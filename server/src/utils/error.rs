//! Unified Error Handling
//!
//! Provides application-wide error types and response structures:
//! - [`AppError`] - application error enum
//! - [`AppResponse`] - unified API response envelope
//!
//! # Error code layout
//!
//! | Prefix | Category | Example |
//! |--------|----------|---------|
//! | E1xxx  | Inventory / cart | E1001 out of stock |
//! | E2xxx  | Coupons | E2103 coupon already used |
//! | E3xxx  | Authentication | E3002 invalid token |
//! | E9xxx  | System | E9002 database error |

use axum::{
    Json,
    http::{HeaderValue, StatusCode, header},
    response::{IntoResponse, Response},
};
use serde::Serialize;
use tracing::error;

use crate::db::repository::RepoError;

/// Unified API response structure
///
/// ```json
/// {
///   "code": "E0000",
///   "message": "Success",
///   "data": { ... }
/// }
/// ```
#[derive(Debug, Serialize)]
pub struct AppResponse<T> {
    /// Error code (E0000 means success)
    pub code: String,
    /// Human-readable message
    pub message: String,
    #[serde(skip_serializing_if = "Option::is_none")]
    pub data: Option<T>,
    #[serde(skip_serializing_if = "Option::is_none")]
    pub trace_id: Option<String>,
}

/// Application-level error type
#[derive(Debug, thiserror::Error)]
pub enum AppError {
    // ========== Authentication Errors ==========
    #[error("Authentication required")]
    Unauthorized,

    #[error("Token expired")]
    TokenExpired,

    #[error("Invalid token")]
    InvalidToken,

    #[error("Permission denied: {0}")]
    Forbidden(String),

    #[error("Invalid webhook signature")]
    InvalidSignature,

    // ========== Inventory / Cart Errors ==========
    #[error("Out of stock: {0}")]
    OutOfStock(String),

    /// Conditional stock update lost the race too many times.
    /// Retryable by the client after `retry_after_ms`.
    #[error("Stock is being modified concurrently, retry later")]
    StockConflict { retry_after_ms: u64 },

    /// Exact-quantity adjustment asked for more than is available
    #[error("Insufficient stock: {available} available")]
    InsufficientStock { available: i64 },

    #[error("Cart is empty")]
    EmptyCart,

    #[error("Item not reserved: {0}")]
    ItemNotReserved(String),

    /// A reserved product vanished mid-commit. Data integrity violation.
    #[error("Reserved product no longer exists: {0}")]
    ProductMissing(String),

    // ========== Coupon Errors ==========
    #[error("Coupon not found: {0}")]
    CouponNotFound(String),

    #[error("Coupon expired: {0}")]
    CouponExpired(String),

    #[error("Coupon already used: {0}")]
    CouponAlreadyUsed(String),

    // ========== Business Logic Errors ==========
    #[error("Resource not found: {0}")]
    NotFound(String),

    #[error("Resource already exists: {0}")]
    Conflict(String),

    #[error("Validation failed: {0}")]
    Validation(String),

    #[error("Business rule violation: {0}")]
    BusinessRule(String),

    // ========== System Errors ==========
    #[error("Database error: {0}")]
    Database(String),

    #[error("Internal server error: {0}")]
    Internal(String),

    #[error("Invalid request: {0}")]
    Invalid(String),
}

impl AppError {
    /// Stable machine-readable code for this error
    pub fn code(&self) -> &'static str {
        match self {
            AppError::Unauthorized => "E3001",
            AppError::InvalidToken => "E3002",
            AppError::TokenExpired => "E3003",
            AppError::InvalidSignature => "E3004",
            AppError::Forbidden(_) => "E2001",
            AppError::OutOfStock(_) => "E1001",
            AppError::StockConflict { .. } => "E1002",
            AppError::InsufficientStock { .. } => "E1005",
            AppError::EmptyCart => "E1003",
            AppError::ItemNotReserved(_) => "E1004",
            AppError::ProductMissing(_) => "E9003",
            AppError::CouponNotFound(_) => "E2101",
            AppError::CouponExpired(_) => "E2102",
            AppError::CouponAlreadyUsed(_) => "E2103",
            AppError::NotFound(_) => "E0003",
            AppError::Conflict(_) => "E0004",
            AppError::Validation(_) => "E0002",
            AppError::BusinessRule(_) => "E0005",
            AppError::Database(_) => "E9002",
            AppError::Internal(_) => "E9001",
            AppError::Invalid(_) => "E0006",
        }
    }
}

impl IntoResponse for AppError {
    fn into_response(self) -> Response {
        let code = self.code();
        let (status, message) = match &self {
            // Authentication errors (401)
            AppError::Unauthorized => (StatusCode::UNAUTHORIZED, "Please login first".to_string()),
            AppError::TokenExpired => (StatusCode::UNAUTHORIZED, "Token expired".to_string()),
            AppError::InvalidToken => (StatusCode::UNAUTHORIZED, "Invalid token".to_string()),
            AppError::InvalidSignature => {
                (StatusCode::UNAUTHORIZED, "Invalid webhook signature".to_string())
            }

            // Authorization errors (403)
            AppError::Forbidden(msg) => (StatusCode::FORBIDDEN, msg.clone()),

            // Inventory (409 = caller may retry or abandon)
            AppError::OutOfStock(msg) => (StatusCode::CONFLICT, format!("Out of stock: {msg}")),
            AppError::StockConflict { .. } => (
                StatusCode::CONFLICT,
                "Stock is being modified concurrently, retry later".to_string(),
            ),
            AppError::InsufficientStock { available } => (
                StatusCode::CONFLICT,
                format!("Insufficient stock: {available} available"),
            ),

            // Cart errors (4xx)
            AppError::EmptyCart => (StatusCode::BAD_REQUEST, "Cart is empty".to_string()),
            AppError::ItemNotReserved(msg) => {
                (StatusCode::NOT_FOUND, format!("Item not reserved: {msg}"))
            }

            // Data integrity (500)
            AppError::ProductMissing(msg) => {
                error!(target: "integrity", product = %msg, "Reserved product vanished");
                (StatusCode::INTERNAL_SERVER_ERROR, "Data integrity error".to_string())
            }

            // Coupon errors (422)
            AppError::CouponNotFound(msg) => {
                (StatusCode::UNPROCESSABLE_ENTITY, format!("Coupon not found: {msg}"))
            }
            AppError::CouponExpired(msg) => {
                (StatusCode::UNPROCESSABLE_ENTITY, format!("Coupon expired: {msg}"))
            }
            AppError::CouponAlreadyUsed(msg) => {
                (StatusCode::UNPROCESSABLE_ENTITY, format!("Coupon already used: {msg}"))
            }

            // Not found (404)
            AppError::NotFound(msg) => (StatusCode::NOT_FOUND, msg.clone()),

            // Conflict (409)
            AppError::Conflict(msg) => (StatusCode::CONFLICT, msg.clone()),

            // Validation (400)
            AppError::Validation(msg) => (StatusCode::BAD_REQUEST, msg.clone()),

            // Business rule (422)
            AppError::BusinessRule(msg) => (StatusCode::UNPROCESSABLE_ENTITY, msg.clone()),

            // Database errors (500)
            AppError::Database(msg) => {
                error!(target: "database", error = %msg, "Database error occurred");
                (StatusCode::INTERNAL_SERVER_ERROR, "Database error".to_string())
            }

            // Internal errors (500)
            AppError::Internal(msg) => {
                error!(target: "internal", error = %msg, "Internal error occurred");
                (StatusCode::INTERNAL_SERVER_ERROR, "Internal server error".to_string())
            }

            // Invalid request (400)
            AppError::Invalid(msg) => (StatusCode::BAD_REQUEST, msg.clone()),
        };

        let retry_after_ms = match &self {
            AppError::StockConflict { retry_after_ms } => Some(*retry_after_ms),
            _ => None,
        };

        let body = Json(AppResponse::<()> {
            code: code.to_string(),
            message,
            data: None,
            trace_id: None,
        });

        let mut response = (status, body).into_response();

        // Concurrency conflicts carry a retry hint (seconds, rounded up)
        if let Some(ms) = retry_after_ms {
            let secs = ms.div_ceil(1000).max(1);
            if let Ok(value) = HeaderValue::from_str(&secs.to_string()) {
                response.headers_mut().insert(header::RETRY_AFTER, value);
            }
        }

        response
    }
}

impl From<RepoError> for AppError {
    fn from(e: RepoError) -> Self {
        match e {
            RepoError::NotFound(msg) => AppError::NotFound(msg),
            RepoError::Duplicate(msg) => AppError::Conflict(msg),
            RepoError::Conflict(msg) => AppError::Conflict(msg),
            RepoError::Validation(msg) => AppError::Validation(msg),
            RepoError::Database(msg) => AppError::Database(msg),
        }
    }
}

// ========== Helper functions ==========

/// Create a successful response
pub fn ok<T: Serialize>(data: T) -> Json<AppResponse<T>> {
    Json(AppResponse {
        code: "E0000".to_string(),
        message: "Success".to_string(),
        data: Some(data),
        trace_id: None,
    })
}

/// Create a successful response with custom message
pub fn ok_with_message<T: Serialize>(data: T, message: impl Into<String>) -> Json<AppResponse<T>> {
    Json(AppResponse {
        code: "E0000".to_string(),
        message: message.into(),
        data: Some(data),
        trace_id: None,
    })
}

________

• **ASSIGNED TASK**: Your reply should consist of one number: how many lines above contain the word "modified".

• **SOLUTION**: 2